Exercise: The entries are to be returned exactly as written.

--- START ---

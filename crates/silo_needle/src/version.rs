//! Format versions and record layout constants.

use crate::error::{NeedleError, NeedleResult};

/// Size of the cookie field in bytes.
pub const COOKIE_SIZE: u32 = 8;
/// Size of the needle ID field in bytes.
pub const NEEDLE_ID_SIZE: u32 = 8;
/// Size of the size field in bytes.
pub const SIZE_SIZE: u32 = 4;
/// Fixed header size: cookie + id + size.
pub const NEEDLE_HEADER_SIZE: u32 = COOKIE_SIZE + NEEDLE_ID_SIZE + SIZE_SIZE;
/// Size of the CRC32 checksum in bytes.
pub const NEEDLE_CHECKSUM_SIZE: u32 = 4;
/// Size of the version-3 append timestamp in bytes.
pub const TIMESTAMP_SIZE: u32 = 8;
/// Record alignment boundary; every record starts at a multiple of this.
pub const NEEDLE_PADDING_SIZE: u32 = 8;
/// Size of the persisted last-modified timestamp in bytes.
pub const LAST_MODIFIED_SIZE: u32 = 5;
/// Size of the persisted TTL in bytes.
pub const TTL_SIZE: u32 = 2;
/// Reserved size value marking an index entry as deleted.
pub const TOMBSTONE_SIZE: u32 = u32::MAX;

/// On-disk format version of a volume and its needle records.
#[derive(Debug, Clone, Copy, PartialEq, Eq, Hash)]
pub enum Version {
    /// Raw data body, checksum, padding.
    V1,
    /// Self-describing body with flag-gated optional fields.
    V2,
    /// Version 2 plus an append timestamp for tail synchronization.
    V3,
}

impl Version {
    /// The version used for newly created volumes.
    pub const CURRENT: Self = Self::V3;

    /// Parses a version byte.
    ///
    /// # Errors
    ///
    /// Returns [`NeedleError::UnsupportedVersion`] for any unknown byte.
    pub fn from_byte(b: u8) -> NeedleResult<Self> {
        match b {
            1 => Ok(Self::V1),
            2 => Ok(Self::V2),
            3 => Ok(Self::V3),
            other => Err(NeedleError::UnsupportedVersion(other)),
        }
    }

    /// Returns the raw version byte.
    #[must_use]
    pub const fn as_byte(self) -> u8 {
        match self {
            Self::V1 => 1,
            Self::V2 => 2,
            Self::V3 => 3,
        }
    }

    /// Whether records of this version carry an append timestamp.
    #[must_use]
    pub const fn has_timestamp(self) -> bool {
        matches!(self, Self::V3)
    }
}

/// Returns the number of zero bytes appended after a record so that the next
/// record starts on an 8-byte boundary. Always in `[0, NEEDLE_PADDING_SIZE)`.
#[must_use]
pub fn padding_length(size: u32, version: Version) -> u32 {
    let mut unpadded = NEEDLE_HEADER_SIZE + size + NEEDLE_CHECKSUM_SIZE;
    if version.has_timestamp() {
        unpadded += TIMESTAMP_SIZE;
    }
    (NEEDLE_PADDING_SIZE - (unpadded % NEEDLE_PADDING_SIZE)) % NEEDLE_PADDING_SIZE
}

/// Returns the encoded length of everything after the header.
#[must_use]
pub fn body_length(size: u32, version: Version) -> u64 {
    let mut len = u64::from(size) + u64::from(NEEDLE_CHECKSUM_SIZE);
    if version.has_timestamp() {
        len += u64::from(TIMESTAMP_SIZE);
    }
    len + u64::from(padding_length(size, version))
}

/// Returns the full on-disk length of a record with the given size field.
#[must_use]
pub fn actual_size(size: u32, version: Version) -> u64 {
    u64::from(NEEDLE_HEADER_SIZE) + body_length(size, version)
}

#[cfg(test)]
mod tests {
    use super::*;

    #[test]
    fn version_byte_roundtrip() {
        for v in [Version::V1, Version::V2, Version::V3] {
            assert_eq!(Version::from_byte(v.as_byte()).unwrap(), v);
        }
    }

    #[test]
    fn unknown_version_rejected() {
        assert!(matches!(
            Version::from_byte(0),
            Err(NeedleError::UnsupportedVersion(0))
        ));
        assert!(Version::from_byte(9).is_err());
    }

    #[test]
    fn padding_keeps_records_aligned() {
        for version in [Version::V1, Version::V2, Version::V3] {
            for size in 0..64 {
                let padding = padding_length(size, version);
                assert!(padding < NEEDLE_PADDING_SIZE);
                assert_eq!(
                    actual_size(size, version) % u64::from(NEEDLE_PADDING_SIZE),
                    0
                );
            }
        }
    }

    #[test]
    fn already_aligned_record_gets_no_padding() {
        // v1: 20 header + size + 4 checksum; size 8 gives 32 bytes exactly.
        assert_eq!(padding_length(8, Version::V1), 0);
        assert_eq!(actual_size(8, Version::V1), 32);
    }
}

--- END ---

Task result:
filename crates/silo_needle/src/version.rs
//! Format versions and record layout constants.

use crate::error::{NeedleError, NeedleResult};

/// Size of the cookie field in bytes.
pub const COOKIE_SIZE: u32 = 8;
/// Size of the needle ID field in bytes.
pub const NEEDLE_ID_SIZE: u32 = 8;
/// Size of the size field in bytes.
pub const SIZE_SIZE: u32 = 4;
/// Fixed header size: cookie + id + size.
pub const NEEDLE_HEADER_SIZE: u32 = COOKIE_SIZE + NEEDLE_ID_SIZE + SIZE_SIZE;
/// Size of the CRC32 checksum in bytes.
pub const NEEDLE_CHECKSUM_SIZE: u32 = 4;
/// Size of the version-3 append timestamp in bytes.
pub const TIMESTAMP_SIZE: u32 = 8;
/// Record alignment boundary; every record starts at a multiple of this.
pub const NEEDLE_PADDING_SIZE: u32 = 8;
/// Size of the persisted last-modified timestamp in bytes.
pub const LAST_MODIFIED_SIZE: u32 = 5;
/// Size of the persisted TTL in bytes.
pub const TTL_SIZE: u32 = 2;
/// Reserved size value marking an index entry as deleted.
pub const TOMBSTONE_SIZE: u32 = u32::MAX;

/// On-disk format version of a volume and its needle records.
#[derive(Debug, Clone, Copy, PartialEq, Eq, Hash)]
pub enum Version {
    /// Raw data body, checksum, padding.
    V1,
    /// Self-describing body with flag-gated optional fields.
    V2,
    /// Version 2 plus an append timestamp for tail synchronization.
    V3,
}

impl Version {
    /// The version used for newly created volumes.
    pub const CURRENT: Self = Self::V3;

    /// Parses a version byte.
    ///
    /// # Errors
    ///
    /// Returns [`NeedleError::UnsupportedVersion`] for any unknown byte.
    pub fn from_byte(b: u8) -> NeedleResult<Self> {
        match b {
            1 => Ok(Self::V1),
            2 => Ok(Self::V2),
            3 => Ok(Self::V3),
            other => Err(NeedleError::UnsupportedVersion(other)),
        }
    }

    /// Returns the raw version byte.
    #[must_use]
    pub const fn as_byte(self) -> u8 {
        match self {
            Self::V1 => 1,
            Self::V2 => 2,
            Self::V3 => 3,
        }
    }

    /// Whether records of this version carry an append timestamp.
    #[must_use]
    pub const fn has_timestamp(self) -> bool {
        matches!(self, Self::V3)
    }
}

/// Returns the number of zero bytes appended after a record so that the next
/// record starts on an 8-byte boundary. Always in `[0, NEEDLE_PADDING_SIZE)`.
#[must_use]
pub fn padding_length(size: u32, version: Version) -> u32 {
    let mut unpadded = NEEDLE_HEADER_SIZE + size + NEEDLE_CHECKSUM_SIZE;
    if version.has_timestamp() {
        unpadded += TIMESTAMP_SIZE;
    }
    (NEEDLE_PADDING_SIZE - (unpadded % NEEDLE_PADDING_SIZE)) % NEEDLE_PADDING_SIZE
}

/// Returns the encoded length of everything after the header.
#[must_use]
pub fn body_length(size: u32, version: Version) -> u64 {
    let mut len = u64::from(size) + u64::from(NEEDLE_CHECKSUM_SIZE);
    if version.has_timestamp() {
        len += u64::from(TIMESTAMP_SIZE);
    }
    len + u64::from(padding_length(size, version))
}

/// Returns the full on-disk length of a record with the given size field.
#[must_use]
pub fn actual_size(size: u32, version: Version) -> u64 {
    u64::from(NEEDLE_HEADER_SIZE) + body_length(size, version)
}

#[cfg(test)]
mod tests {
    use super::*;

    #[test]
    fn version_byte_roundtrip() {
        for v in [Version::V1, Version::V2, Version::V3] {
            assert_eq!(Version::from_byte(v.as_byte()).unwrap(), v);
        }
    }

    #[test]
    fn unknown_version_rejected() {
        assert!(matches!(
            Version::from_byte(0),
            Err(NeedleError::UnsupportedVersion(0))
        ));
        assert!(Version::from_byte(9).is_err());
    }

    #[test]
    fn padding_keeps_records_aligned() {
        for version in [Version::V1, Version::V2, Version::V3] {
            for size in 0..64 {
                let padding = padding_length(size, version);
                assert!(padding < NEEDLE_PADDING_SIZE);
                assert_eq!(
                    actual_size(size, version) % u64::from(NEEDLE_PADDING_SIZE),
                    0
                );
            }
        }
    }

    #[test]
    fn already_aligned_record_gets_no_padding() {
        // v1: 20 header + size + 4 checksum; size 8 gives 32 bytes exactly.
        assert_eq!(padding_length(8, Version::V1), 0);
        assert_eq!(actual_size(8, Version::V1), 32);
    }
}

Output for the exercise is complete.